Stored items
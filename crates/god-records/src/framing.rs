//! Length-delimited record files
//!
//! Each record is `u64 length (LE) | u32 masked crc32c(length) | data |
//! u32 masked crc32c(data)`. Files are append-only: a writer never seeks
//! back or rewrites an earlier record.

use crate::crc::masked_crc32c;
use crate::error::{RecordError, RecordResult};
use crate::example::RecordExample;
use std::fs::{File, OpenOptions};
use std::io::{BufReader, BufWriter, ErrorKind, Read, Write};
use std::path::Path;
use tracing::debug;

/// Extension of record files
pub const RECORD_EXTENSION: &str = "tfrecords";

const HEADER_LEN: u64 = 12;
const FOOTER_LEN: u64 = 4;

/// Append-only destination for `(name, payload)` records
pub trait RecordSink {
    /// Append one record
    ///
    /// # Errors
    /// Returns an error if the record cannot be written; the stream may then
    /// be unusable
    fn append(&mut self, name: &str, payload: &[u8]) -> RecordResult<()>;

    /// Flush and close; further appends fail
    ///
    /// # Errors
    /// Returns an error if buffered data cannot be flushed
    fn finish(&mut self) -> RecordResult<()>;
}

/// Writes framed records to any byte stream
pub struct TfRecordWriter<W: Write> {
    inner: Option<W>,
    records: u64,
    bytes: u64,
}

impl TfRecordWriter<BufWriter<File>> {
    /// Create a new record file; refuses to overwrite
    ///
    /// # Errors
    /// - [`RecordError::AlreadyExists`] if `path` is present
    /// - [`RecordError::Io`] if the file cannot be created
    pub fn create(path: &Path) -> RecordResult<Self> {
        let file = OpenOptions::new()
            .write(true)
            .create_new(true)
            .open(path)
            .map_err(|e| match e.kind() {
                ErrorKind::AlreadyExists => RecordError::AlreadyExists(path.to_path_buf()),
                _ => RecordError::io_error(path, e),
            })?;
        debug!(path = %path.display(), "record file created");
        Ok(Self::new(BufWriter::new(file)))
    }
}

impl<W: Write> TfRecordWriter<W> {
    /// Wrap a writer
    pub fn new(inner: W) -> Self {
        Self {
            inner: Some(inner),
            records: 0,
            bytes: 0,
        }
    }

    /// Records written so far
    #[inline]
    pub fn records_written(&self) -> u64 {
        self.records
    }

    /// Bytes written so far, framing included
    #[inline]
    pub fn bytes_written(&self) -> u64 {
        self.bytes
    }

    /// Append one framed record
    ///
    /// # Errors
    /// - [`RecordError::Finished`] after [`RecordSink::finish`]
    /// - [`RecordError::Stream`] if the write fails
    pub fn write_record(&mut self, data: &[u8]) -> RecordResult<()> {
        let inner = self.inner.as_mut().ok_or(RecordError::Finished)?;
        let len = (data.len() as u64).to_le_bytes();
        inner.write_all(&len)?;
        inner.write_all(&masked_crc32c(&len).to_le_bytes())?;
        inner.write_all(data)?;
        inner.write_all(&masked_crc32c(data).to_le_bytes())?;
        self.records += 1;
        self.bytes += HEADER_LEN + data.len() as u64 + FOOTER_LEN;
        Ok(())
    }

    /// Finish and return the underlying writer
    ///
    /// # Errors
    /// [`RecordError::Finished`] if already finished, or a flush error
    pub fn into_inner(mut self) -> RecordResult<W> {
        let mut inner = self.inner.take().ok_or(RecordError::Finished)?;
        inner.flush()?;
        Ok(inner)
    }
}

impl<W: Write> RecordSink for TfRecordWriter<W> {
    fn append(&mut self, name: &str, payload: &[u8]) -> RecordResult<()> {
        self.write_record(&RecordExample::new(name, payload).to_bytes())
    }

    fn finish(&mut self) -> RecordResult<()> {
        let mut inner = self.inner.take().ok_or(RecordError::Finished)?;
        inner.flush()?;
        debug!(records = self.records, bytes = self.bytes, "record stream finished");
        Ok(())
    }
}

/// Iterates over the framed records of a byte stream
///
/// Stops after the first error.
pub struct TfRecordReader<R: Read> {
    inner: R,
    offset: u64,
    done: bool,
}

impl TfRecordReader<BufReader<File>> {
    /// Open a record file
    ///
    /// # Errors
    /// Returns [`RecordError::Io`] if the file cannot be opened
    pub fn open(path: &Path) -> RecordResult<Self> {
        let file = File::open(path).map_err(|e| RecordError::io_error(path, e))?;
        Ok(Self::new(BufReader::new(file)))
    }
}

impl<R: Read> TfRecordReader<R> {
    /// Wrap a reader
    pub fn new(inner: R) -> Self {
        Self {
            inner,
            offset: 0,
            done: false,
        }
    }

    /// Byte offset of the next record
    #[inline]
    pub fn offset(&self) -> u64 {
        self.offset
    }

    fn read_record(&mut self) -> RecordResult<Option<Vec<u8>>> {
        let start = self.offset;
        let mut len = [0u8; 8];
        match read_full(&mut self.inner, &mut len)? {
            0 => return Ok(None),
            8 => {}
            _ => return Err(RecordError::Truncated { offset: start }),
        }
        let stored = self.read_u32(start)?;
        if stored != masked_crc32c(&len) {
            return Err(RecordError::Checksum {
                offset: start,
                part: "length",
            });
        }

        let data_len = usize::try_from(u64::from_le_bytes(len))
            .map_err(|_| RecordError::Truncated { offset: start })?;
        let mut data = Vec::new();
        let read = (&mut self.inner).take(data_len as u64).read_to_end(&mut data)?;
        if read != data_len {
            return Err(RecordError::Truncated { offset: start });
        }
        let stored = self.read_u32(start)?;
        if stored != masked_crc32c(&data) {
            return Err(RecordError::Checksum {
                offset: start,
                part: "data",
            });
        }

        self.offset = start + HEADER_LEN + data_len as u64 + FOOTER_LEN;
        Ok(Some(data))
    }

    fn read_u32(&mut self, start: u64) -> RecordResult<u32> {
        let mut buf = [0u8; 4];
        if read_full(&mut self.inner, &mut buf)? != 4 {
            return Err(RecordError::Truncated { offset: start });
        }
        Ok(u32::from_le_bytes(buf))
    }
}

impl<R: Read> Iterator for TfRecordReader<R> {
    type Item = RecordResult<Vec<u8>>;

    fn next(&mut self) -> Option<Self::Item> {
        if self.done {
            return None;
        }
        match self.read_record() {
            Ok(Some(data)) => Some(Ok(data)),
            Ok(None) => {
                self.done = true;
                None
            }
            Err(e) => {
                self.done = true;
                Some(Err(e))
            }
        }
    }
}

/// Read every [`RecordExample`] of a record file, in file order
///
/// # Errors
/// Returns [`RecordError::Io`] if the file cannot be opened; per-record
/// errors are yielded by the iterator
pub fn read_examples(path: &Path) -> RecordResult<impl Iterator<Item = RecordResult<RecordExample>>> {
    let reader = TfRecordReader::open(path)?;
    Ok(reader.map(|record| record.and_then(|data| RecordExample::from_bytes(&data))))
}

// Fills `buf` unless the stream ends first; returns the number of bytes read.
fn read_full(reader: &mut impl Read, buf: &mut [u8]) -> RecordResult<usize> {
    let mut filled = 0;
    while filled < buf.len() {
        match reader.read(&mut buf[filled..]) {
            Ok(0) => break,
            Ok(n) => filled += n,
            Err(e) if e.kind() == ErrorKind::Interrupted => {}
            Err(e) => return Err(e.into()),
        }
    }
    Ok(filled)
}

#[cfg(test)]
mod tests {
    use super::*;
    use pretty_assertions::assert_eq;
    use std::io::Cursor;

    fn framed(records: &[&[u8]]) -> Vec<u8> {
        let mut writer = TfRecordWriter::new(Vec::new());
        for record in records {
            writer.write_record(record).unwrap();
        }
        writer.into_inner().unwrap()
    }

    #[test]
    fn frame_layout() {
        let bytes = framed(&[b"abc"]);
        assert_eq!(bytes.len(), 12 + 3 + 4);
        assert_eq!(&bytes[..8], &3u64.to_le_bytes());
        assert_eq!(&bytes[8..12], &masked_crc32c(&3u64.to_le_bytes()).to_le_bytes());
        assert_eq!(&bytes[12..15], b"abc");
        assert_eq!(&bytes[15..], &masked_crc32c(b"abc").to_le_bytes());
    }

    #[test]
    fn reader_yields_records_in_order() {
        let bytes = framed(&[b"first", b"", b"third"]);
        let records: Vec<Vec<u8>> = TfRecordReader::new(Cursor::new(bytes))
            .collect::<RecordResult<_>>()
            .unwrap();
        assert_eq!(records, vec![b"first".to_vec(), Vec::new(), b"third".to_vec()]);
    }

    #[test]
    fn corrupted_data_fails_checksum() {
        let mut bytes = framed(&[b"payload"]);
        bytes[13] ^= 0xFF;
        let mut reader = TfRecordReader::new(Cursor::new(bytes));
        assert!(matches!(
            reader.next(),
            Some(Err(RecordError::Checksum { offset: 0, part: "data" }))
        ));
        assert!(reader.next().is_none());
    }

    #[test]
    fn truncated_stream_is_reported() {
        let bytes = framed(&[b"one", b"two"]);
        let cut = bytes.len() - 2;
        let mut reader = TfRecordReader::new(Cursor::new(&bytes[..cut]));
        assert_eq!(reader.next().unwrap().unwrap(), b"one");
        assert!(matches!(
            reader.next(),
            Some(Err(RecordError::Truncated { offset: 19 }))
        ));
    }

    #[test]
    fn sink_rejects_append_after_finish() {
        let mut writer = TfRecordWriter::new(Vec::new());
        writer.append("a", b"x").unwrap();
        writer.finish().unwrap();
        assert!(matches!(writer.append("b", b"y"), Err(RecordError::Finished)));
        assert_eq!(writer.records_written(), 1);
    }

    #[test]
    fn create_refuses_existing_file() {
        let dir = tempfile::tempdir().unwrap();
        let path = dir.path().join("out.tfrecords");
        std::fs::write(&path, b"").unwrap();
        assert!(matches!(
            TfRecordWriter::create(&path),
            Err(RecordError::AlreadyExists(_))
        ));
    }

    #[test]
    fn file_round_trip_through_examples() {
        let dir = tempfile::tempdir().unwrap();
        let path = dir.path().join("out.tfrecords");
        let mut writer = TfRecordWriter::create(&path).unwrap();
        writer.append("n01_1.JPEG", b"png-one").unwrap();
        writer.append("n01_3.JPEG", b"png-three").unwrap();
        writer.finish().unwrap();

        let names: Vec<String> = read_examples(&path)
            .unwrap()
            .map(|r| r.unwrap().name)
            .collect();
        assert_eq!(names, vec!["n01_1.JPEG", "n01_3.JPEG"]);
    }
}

**TASK DESCRIPTION:**
Which lines above contain the word "next"? Copy each one.

**TASK OUTPUT:**
    /// Byte offset of the next record
    fn next(&mut self) -> Option<Self::Item> {
            reader.next(),
        assert!(reader.next().is_none());
        assert_eq!(reader.next().unwrap().unwrap(), b"one");
            reader.next(),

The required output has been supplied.